In the 1980s, these images and memories started to be washed away: it was time to face up to the damage caused by the wave of ‘red’ terrorism; furthermore, in 1980, FIAT paved the way towards a new political season which was to see the left and the labour forces on the defensive. Against this background, more and more people started to voice their concern that the importance of the Resistance in the building of the identity of the republic should be played down as much as possible. This process was further fuelled at the end of the decade and at the beginning of the ‘90s by the legitimacy crisis in Italian democracy, followed by the fall of the communist regimes, the crisis of the political party system, and the growth of a number of separatist parties in several regions of North Italy.
And so a new phase began, in which on one hand, the Berlusconi-Fini-Bossi model is blamed for the crisis of the Italian political system, and on the other, the memory of the partisan struggle is further marginalised, and furthermore, wistful memories of fascism start to be taken down off the shelf. Once again, the memories of the Resistance and antifascism are to be found at the heart of a generation’s identity. The rise to government of the ex-fascist party is countered by the reappraisal of the 25th April celebrations as a form of protest. This is a commitment which is to be reflected clearly in musical field: dozens of groups and singers from the world of rock have picked up on the songs and values of the Resistance, offering their own modern arrangements – an emblematic example of this is Bella Ciao as sung by the “Modena City Ramblers” on stage in Piazza San Giovanni in Rome on the occasion of the Mayday concerts.

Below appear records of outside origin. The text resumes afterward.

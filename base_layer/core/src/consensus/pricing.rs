// Copyright 2024. The Tari Project
//
// Redistribution and use in source and binary forms, with or without modification, are permitted provided that the
// following conditions are met:
//
// 1. Redistributions of source code must retain the above copyright notice, this list of conditions and the following
// disclaimer.
//
// 2. Redistributions in binary form must reproduce the above copyright notice, this list of conditions and the
// following disclaimer in the documentation and/or other materials provided with the distribution.
//
// 3. Neither the name of the copyright holder nor the names of its contributors may be used to endorse or promote
// products derived from this software without specific prior written permission.
//
// THIS SOFTWARE IS PROVIDED BY THE COPYRIGHT HOLDERS AND CONTRIBUTORS "AS IS" AND ANY EXPRESS OR IMPLIED WARRANTIES,
// INCLUDING, BUT NOT LIMITED TO, THE IMPLIED WARRANTIES OF MERCHANTABILITY AND FITNESS FOR A PARTICULAR PURPOSE ARE
// DISCLAIMED. IN NO EVENT SHALL THE COPYRIGHT HOLDER OR CONTRIBUTORS BE LIABLE FOR ANY DIRECT, INDIRECT, INCIDENTAL,
// SPECIAL, EXEMPLARY, OR CONSEQUENTIAL DAMAGES (INCLUDING, BUT NOT LIMITED TO, PROCUREMENT OF SUBSTITUTE GOODS OR
// SERVICES; LOSS OF USE, DATA, OR PROFITS; OR BUSINESS INTERRUPTION) HOWEVER CAUSED AND ON ANY THEORY OF LIABILITY,
// WHETHER IN CONTRACT, STRICT LIABILITY, OR TORT (INCLUDING NEGLIGENCE OR OTHERWISE) ARISING IN ANY WAY OUT OF THE
// USE OF THIS SOFTWARE, EVEN IF ADVISED OF THE POSSIBILITY OF SUCH DAMAGE.

//! Auction and platform fee pricing.
//!
//! All arithmetic is integer arithmetic in satoshis, widened to `u128` so that no intermediate product can overflow.

use bitcann_common_types::{amount::Satoshis, registration_id::RegistrationId};

use crate::consensus::DeploymentParams;

/// Price decay is expressed in units of 1/100000 of the starting bid
pub const DECAY_DENOMINATOR: u64 = 100_000;

/// The minimum opening bid for the name that will receive registration id `id`. The price decays linearly with every
/// issued id and is clamped to the configured floor.
pub fn auction_price(min_starting_bid: Satoshis, decay_points: u64, floor: Satoshis, id: RegistrationId) -> Satoshis {
    let decay = u128::from(id.as_u64())
        .saturating_mul(u128::from(decay_points))
        .min(u128::from(DECAY_DENOMINATOR));
    let price = u128::from(min_starting_bid.as_u64()) * (u128::from(DECAY_DENOMINATOR) - decay) /
        u128::from(DECAY_DENOMINATOR);
    // price <= min_starting_bid, so it always fits
    Satoshis(price as u64).max(floor)
}

pub fn auction_price_for(params: &DeploymentParams, id: RegistrationId) -> Satoshis {
    auction_price(
        params.min_starting_bid(),
        params.auction_price_decay_points(),
        params.min_auction_price(),
        id,
    )
}

/// The smallest bid that outbids `current`, i.e. the smallest `v` with `v * 100 >= current * (100 + pct)`
pub fn minimum_next_bid(current: Satoshis, min_increase_percentage: u64) -> Satoshis {
    let required = u128::from(current.as_u64()) * (100 + u128::from(min_increase_percentage));
    let bid = (required + 99) / 100;
    Satoshis(u64::try_from(bid).unwrap_or(u64::MAX))
}

/// Whether `bid` is high enough to replace `current`
pub fn is_sufficient_bid(current: Satoshis, bid: Satoshis, min_increase_percentage: u64) -> bool {
    u128::from(bid.as_u64()) * 100 >= u128::from(current.as_u64()) * (100 + u128::from(min_increase_percentage))
}

/// The platform fee the Factory allows for a winning bid, or `None` if the bid does not exceed the threshold
pub fn platform_fee(bid: Satoshis, threshold: Satoshis, max_percentage: u64) -> Option<Satoshis> {
    if bid <= threshold {
        return None;
    }
    let fee = u128::from(bid.as_u64()) * u128::from(max_percentage) / 100;
    u64::try_from(fee).ok().map(Satoshis)
}

pub fn platform_fee_for(params: &DeploymentParams, bid: Satoshis) -> Option<Satoshis> {
    platform_fee(
        bid,
        params.platform_fee_threshold(),
        params.max_platform_fee_percentage(),
    )
}

#[cfg(test)]
mod test {
    use super::*;

    #[test]
    fn auction_price_decays_to_the_floor() {
        let start = Satoshis(1_000_000);
        let floor = Satoshis(20_000);
        assert_eq!(auction_price(start, 15, floor, RegistrationId::new(0)), start);
        assert_eq!(auction_price(start, 15, floor, RegistrationId::new(1)), Satoshis(999_850));
        assert_eq!(auction_price(start, 15, floor, RegistrationId::new(1000)), Satoshis(850_000));
        assert_eq!(auction_price(start, 15, floor, RegistrationId::new(6_534)), Satoshis(20_000));
        assert_eq!(auction_price(start, 15, floor, RegistrationId::new(u64::MAX)), floor);
    }

    #[test]
    fn next_bid_rounds_up() {
        assert_eq!(minimum_next_bid(Satoshis(100_000), 5), Satoshis(105_000));
        assert_eq!(minimum_next_bid(Satoshis(101), 5), Satoshis(107));
        assert!(is_sufficient_bid(Satoshis(101), Satoshis(107), 5));
        assert!(!is_sufficient_bid(Satoshis(101), Satoshis(106), 5));
        assert!(is_sufficient_bid(Satoshis(0), Satoshis(0), 5));
    }

    #[test]
    fn platform_fee_requires_a_bid_above_threshold() {
        let threshold = Satoshis(10_000_000);
        assert_eq!(platform_fee(Satoshis(10_000_000), threshold, 50), None);
        assert_eq!(platform_fee(Satoshis(10_000_001), threshold, 50), Some(Satoshis(5_000_000)));
        assert_eq!(platform_fee(Satoshis(30_000_000), threshold, 0), Some(Satoshis(0)));
    }
}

The above notes should be sufficient to show the unfoundedness of the representation of the Resistance over the last 60 years as a ‘resistential vulgata’, or rather as an on-going presence throughout the decades of a single method of recounting this part of history, as a matter of an indisputable political/cultural authority. In fact, the elaboration of this memory has taken place in an extremely non-linear fashion – the clearest demonstration of this being the problems we still have today in declaring the importance of this event in the construction of the Italian republic. The problem is that the Resistance is not easy to pin down: though it was one of the founding stones of the Constitution and the Republic, as well as a source of legitimisation of a number of democratic political movements, it has also been used as an ideological basis of the various groups of political and social opposition that have crossed our country. As the historian Nicola Gallerano wrote several years ago, the Resistance in our country has been both in power and on the opposition.